The goons stay at the door, as does Ferret-face. I walk in, hearing the door click closed behind me. Anna’s fallen asleep in my arms—car rides seem to do that to her.
I walk to the front of the room, but don’t take the chair. I study the three men in front of me, trying to get a feel for just what I’ve gotten myself into before I open my mouth and probably make things worse. Hey, knowing your weaknesses is a strength.
Don’t see that many fat thropes, but I guess the guy on the end has been putting away the pasta as well as the veal. He spills out of his seat on either side, dressed in what seems to be a velvet tracksuit of deep purple, with matching leather loafers. He’s got a jowly face, thick lips, and a shiny black pompadour in an oily, frozen tidal wave on top of his head. This is what Elvis would look like if he’d retired and gone into the fried chicken business.

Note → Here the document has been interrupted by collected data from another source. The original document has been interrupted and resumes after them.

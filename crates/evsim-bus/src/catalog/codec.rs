//! Conversion between CAN payloads and signal snapshots

use crate::signal::{SignalSnapshot, SignalValue, SNA_LABEL};

use super::definition::{ByteOrder, MessageDefinition, SignalDefinition};
use super::error::{CatalogError, CatalogResult};

/// Decode a payload into the physical values of every signal
///
/// Frames shorter than the message's `dlc` are rejected.
pub fn decode_frame(def: &MessageDefinition, data: &[u8]) -> CatalogResult<SignalSnapshot> {
    let dlc = frame_len(def);
    if data.len() < dlc {
        return Err(CatalogError::FrameTooShort {
            message: def.name.clone(),
            expected: dlc,
            actual: data.len(),
        });
    }

    let payload = to_payload(data);
    let mut snapshot = SignalSnapshot::new();

    for (name, sig) in &def.signals {
        let raw = extract_raw(def, name, sig, payload)?;
        snapshot.insert(name.clone(), decode_signal(sig, raw));
    }

    Ok(snapshot)
}

/// Encode a snapshot into a payload of `dlc` bytes
///
/// Signals missing from the snapshot are left as raw zero.
pub fn encode_frame(def: &MessageDefinition, snapshot: &SignalSnapshot) -> CatalogResult<Vec<u8>> {
    let mut payload = [0u8; 8];

    for (name, value) in snapshot.iter() {
        let sig = def.signals.get(name).ok_or_else(|| CatalogError::InvalidLayout {
            message: def.name.clone(),
            signal: name.clone(),
            detail: "signal not defined".to_string(),
        })?;
        let raw = encode_signal(name, sig, value)?;
        insert_raw(def, name, sig, &mut payload, raw)?;
    }

    Ok(payload[..frame_len(def)].to_vec())
}

/// Payload length in bytes, at most a classic CAN frame
fn frame_len(def: &MessageDefinition) -> usize {
    usize::from(def.dlc.min(8))
}

/// Convert a raw value to its physical representation
pub fn decode_signal(sig: &SignalDefinition, raw: u64) -> SignalValue {
    if sig.sna == Some(raw) {
        return SignalValue::NotAvailable;
    }

    if let Some(label) = sig.enum_map.as_ref().and_then(|m| m.get(&raw)) {
        return SignalValue::label(label.clone());
    }

    let raw = if sig.signed {
        sign_extend(raw, sig.length) as f64
    } else {
        raw as f64
    };
    SignalValue::Number(round_for_scale(raw * sig.scale + sig.offset, sig.scale))
}

/// Convert a physical value to the raw bits of a signal
pub fn encode_signal(name: &str, sig: &SignalDefinition, value: &SignalValue) -> CatalogResult<u64> {
    match value {
        SignalValue::NotAvailable => Ok(sig
            .sna
            .or_else(|| sig.raw_for_label(SNA_LABEL))
            .unwrap_or_else(|| sig.mask())),
        SignalValue::Label(label) => {
            sig.raw_for_label(label)
                .ok_or_else(|| CatalogError::UnknownLabel {
                    signal: name.to_string(),
                    label: label.clone(),
                })
        }
        SignalValue::Number(physical) => encode_number(name, sig, *physical),
    }
}

fn encode_number(name: &str, sig: &SignalDefinition, physical: f64) -> CatalogResult<u64> {
    if let (Some(min), Some(max)) = (sig.min, sig.max) {
        if physical < min || physical > max {
            return Err(CatalogError::ValueOutOfRange {
                signal: name.to_string(),
                value: physical,
                min,
                max,
            });
        }
    }

    // Reverse the scale/offset: raw = (physical - offset) / scale
    let raw = ((physical - sig.offset) / sig.scale).round();

    let (raw_min, raw_max) = raw_bounds(sig);
    if raw < raw_min || raw > raw_max {
        return Err(CatalogError::ValueOutOfRange {
            signal: name.to_string(),
            value: physical,
            min: raw_min * sig.scale + sig.offset,
            max: raw_max * sig.scale + sig.offset,
        });
    }

    Ok((raw as i64 as u64) & sig.mask())
}

/// Representable raw range of a signal
fn raw_bounds(sig: &SignalDefinition) -> (f64, f64) {
    if sig.signed {
        let half = 2f64.powi(i32::from(sig.length) - 1);
        (-half, half - 1.0)
    } else {
        (0.0, sig.mask() as f64)
    }
}

fn sign_extend(raw: u64, length: u16) -> i64 {
    if length == 0 || length >= 64 {
        return raw as i64;
    }
    let shift = 64 - u32::from(length);
    ((raw << shift) as i64) >> shift
}

fn to_payload(data: &[u8]) -> [u8; 8] {
    let mut payload = [0u8; 8];
    let len = data.len().min(8);
    payload[..len].copy_from_slice(&data[..len]);
    payload
}

/// Shift of the signal's least significant bit, counted in the integer view
/// of the payload that matches its byte order
fn lsb_shift(def: &MessageDefinition, name: &str, sig: &SignalDefinition) -> CatalogResult<u32> {
    let invalid = |detail: String| CatalogError::InvalidLayout {
        message: def.name.clone(),
        signal: name.to_string(),
        detail,
    };

    if sig.length == 0 || sig.length > 64 {
        return Err(invalid(format!("length {} not in 1..=64", sig.length)));
    }

    let length = u32::from(sig.length);
    let start = u32::from(sig.start_bit);
    let payload_bits = (frame_len(def) * 8) as u32;

    match sig.byte_order {
        ByteOrder::LittleEndian => {
            if start + length > payload_bits {
                return Err(invalid(format!(
                    "bits {}..{} exceed the {}-bit payload",
                    start,
                    start + length,
                    payload_bits
                )));
            }
            Ok(start)
        }
        ByteOrder::BigEndian => {
            // Linear index 0 is the MSB of byte 0
            let msb = (start / 8) * 8 + (7 - start % 8);
            let lsb = msb + length - 1;
            if lsb >= payload_bits {
                return Err(invalid(format!(
                    "big-endian signal from bit {} with length {} exceeds the {}-bit payload",
                    start, length, payload_bits
                )));
            }
            Ok(63 - lsb)
        }
    }
}

fn payload_word(order: ByteOrder, payload: [u8; 8]) -> u64 {
    match order {
        ByteOrder::LittleEndian => u64::from_le_bytes(payload),
        ByteOrder::BigEndian => u64::from_be_bytes(payload),
    }
}

fn extract_raw(
    def: &MessageDefinition,
    name: &str,
    sig: &SignalDefinition,
    payload: [u8; 8],
) -> CatalogResult<u64> {
    let shift = lsb_shift(def, name, sig)?;
    Ok((payload_word(sig.byte_order, payload) >> shift) & sig.mask())
}

fn insert_raw(
    def: &MessageDefinition,
    name: &str,
    sig: &SignalDefinition,
    payload: &mut [u8; 8],
    raw: u64,
) -> CatalogResult<()> {
    let shift = lsb_shift(def, name, sig)?;
    let mask = sig.mask() << shift;
    let word = (payload_word(sig.byte_order, *payload) & !mask) | ((raw << shift) & mask);

    *payload = match sig.byte_order {
        ByteOrder::LittleEndian => word.to_le_bytes(),
        ByteOrder::BigEndian => word.to_be_bytes(),
    };
    Ok(())
}

/// Decimal places needed to represent values produced with `scale`
fn precision_from_scale(scale: f64) -> i32 {
    let abs_scale = scale.abs();
    if abs_scale == 0.0 {
        return 4;
    }
    if abs_scale >= 1.0 {
        return 0;
    }

    let mut temp = abs_scale;
    let mut precision = 0;
    while precision < 6 {
        if (temp - temp.round()).abs() < 1e-9 {
            break;
        }
        temp *= 10.0;
        precision += 1;
    }
    precision
}

/// Round away float noise like 400.00000000000006
fn round_for_scale(value: f64, scale: f64) -> f64 {
    let precision = precision_from_scale(scale);
    if precision == 0 {
        value.round()
    } else {
        let factor = 10_f64.powi(precision);
        (value * factor).round() / factor
    }
}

The second guy is wearing a sharkskin suit in a dark gray, the body inside it lean and muscular. He’s tall, pale as a hemovore, and has only the barest dark fuzz covering his bony scalp. He makes up for that with a pair of bushy black eyebrows, waxed into curving points like devil horns.
Number three looks like an aging football player—wide shoulders, gut starting to bulge, thick arms ending in big hands. He’s got salt-and-pepper hair, neatly combed back. He’s wearing a suit, a simple black number with a thin tie, like he’s on his way to a funeral. Hope it isn’t mine.
“Miss Valchek,” number three says. Deep, rumbly voice. “Thank you for joining us on such short notice. My name is Dino. This is Louie”—he indicates Mr. Sharkskin—“and Atticus.”
“Atticus?”
The fat guy shrugs. “To Kill a Mockingbird was my mom’s favorite book. Whatta you gonna do?”